Across the listing below, count the lines containing "enumerate". Answer with that number only.

» AVAILABLE RECORDS

- Opening Delimiter -

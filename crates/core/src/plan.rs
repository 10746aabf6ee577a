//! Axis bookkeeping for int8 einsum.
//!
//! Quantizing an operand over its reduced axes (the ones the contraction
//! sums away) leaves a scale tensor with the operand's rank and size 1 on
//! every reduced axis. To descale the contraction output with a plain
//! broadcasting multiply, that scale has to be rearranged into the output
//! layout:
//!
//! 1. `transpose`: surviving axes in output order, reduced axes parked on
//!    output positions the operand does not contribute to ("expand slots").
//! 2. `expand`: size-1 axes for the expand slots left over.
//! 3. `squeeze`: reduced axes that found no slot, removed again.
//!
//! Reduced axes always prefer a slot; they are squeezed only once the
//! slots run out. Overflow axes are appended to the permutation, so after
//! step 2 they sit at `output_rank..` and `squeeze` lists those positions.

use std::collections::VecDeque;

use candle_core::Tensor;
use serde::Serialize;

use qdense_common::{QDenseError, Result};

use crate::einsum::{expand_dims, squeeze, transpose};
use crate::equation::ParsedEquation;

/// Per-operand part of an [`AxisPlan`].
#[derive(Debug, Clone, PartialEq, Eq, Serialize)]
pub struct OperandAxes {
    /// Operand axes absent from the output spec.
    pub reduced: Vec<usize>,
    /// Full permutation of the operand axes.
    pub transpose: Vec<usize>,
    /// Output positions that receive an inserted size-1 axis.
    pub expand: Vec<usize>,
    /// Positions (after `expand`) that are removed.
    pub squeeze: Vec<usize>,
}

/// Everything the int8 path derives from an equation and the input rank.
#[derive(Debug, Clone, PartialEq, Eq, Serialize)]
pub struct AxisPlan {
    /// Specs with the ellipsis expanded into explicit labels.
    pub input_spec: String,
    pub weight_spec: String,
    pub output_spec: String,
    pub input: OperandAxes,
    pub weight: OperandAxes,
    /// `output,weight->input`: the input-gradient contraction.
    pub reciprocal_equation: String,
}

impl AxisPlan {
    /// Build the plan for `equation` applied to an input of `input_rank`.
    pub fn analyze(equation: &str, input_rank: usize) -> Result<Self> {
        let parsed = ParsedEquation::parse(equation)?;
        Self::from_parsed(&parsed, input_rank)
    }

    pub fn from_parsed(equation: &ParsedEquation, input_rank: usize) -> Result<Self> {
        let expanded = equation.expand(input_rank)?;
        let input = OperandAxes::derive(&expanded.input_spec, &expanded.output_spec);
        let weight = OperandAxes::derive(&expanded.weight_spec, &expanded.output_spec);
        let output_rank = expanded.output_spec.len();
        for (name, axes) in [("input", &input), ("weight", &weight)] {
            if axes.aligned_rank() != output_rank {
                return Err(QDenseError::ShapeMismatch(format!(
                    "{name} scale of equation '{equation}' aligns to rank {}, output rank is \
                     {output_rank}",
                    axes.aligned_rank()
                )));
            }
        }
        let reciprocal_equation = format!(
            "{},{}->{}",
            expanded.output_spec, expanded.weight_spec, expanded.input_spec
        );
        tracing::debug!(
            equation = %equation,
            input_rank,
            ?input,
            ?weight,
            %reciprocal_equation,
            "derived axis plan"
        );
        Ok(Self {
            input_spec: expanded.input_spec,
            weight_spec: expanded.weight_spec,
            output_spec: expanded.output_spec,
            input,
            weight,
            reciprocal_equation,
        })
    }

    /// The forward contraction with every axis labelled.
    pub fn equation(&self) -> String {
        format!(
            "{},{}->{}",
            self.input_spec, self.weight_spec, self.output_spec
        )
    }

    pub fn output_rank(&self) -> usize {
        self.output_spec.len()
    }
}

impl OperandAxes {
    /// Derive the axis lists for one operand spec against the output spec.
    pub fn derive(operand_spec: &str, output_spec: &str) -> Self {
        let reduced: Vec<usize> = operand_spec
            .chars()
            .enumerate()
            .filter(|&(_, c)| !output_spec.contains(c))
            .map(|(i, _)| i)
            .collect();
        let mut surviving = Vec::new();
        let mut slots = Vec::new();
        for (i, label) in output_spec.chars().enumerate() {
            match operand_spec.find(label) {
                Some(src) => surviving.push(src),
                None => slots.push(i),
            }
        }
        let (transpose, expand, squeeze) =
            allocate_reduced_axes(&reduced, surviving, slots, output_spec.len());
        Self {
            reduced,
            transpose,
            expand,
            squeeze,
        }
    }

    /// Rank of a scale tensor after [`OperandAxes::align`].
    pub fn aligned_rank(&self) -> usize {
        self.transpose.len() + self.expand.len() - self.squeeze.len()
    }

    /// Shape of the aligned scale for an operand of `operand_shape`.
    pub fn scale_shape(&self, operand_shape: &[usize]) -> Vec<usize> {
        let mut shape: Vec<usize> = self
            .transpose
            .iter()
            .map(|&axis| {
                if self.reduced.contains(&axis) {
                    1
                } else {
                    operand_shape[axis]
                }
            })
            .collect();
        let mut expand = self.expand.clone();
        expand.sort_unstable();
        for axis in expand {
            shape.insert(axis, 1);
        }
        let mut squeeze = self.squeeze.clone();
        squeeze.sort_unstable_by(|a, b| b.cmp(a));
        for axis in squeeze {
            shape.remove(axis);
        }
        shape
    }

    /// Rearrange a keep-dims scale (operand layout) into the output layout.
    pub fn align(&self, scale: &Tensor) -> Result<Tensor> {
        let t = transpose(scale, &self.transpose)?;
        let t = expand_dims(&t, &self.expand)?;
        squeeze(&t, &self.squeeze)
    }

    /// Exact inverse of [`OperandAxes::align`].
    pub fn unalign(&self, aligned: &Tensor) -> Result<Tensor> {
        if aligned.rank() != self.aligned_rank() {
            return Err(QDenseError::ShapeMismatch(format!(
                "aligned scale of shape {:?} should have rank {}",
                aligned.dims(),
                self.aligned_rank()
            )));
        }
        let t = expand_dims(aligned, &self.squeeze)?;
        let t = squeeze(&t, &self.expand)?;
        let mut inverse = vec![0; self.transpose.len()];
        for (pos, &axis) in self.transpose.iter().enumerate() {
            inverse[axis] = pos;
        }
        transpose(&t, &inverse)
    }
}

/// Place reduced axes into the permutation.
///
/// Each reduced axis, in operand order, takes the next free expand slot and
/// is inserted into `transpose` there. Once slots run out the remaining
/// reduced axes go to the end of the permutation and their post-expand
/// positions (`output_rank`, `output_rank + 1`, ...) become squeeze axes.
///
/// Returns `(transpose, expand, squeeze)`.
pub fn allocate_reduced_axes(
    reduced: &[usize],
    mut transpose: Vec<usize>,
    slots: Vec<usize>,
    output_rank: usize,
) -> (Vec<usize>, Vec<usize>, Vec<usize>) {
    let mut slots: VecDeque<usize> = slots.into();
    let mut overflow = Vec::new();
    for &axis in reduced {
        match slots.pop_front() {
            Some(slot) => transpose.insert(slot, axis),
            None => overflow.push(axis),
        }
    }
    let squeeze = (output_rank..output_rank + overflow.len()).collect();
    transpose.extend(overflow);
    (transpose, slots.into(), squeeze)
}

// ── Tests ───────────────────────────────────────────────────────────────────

- Closing Delimiter -

» OUTPUT FOR THIS EXERCISE
3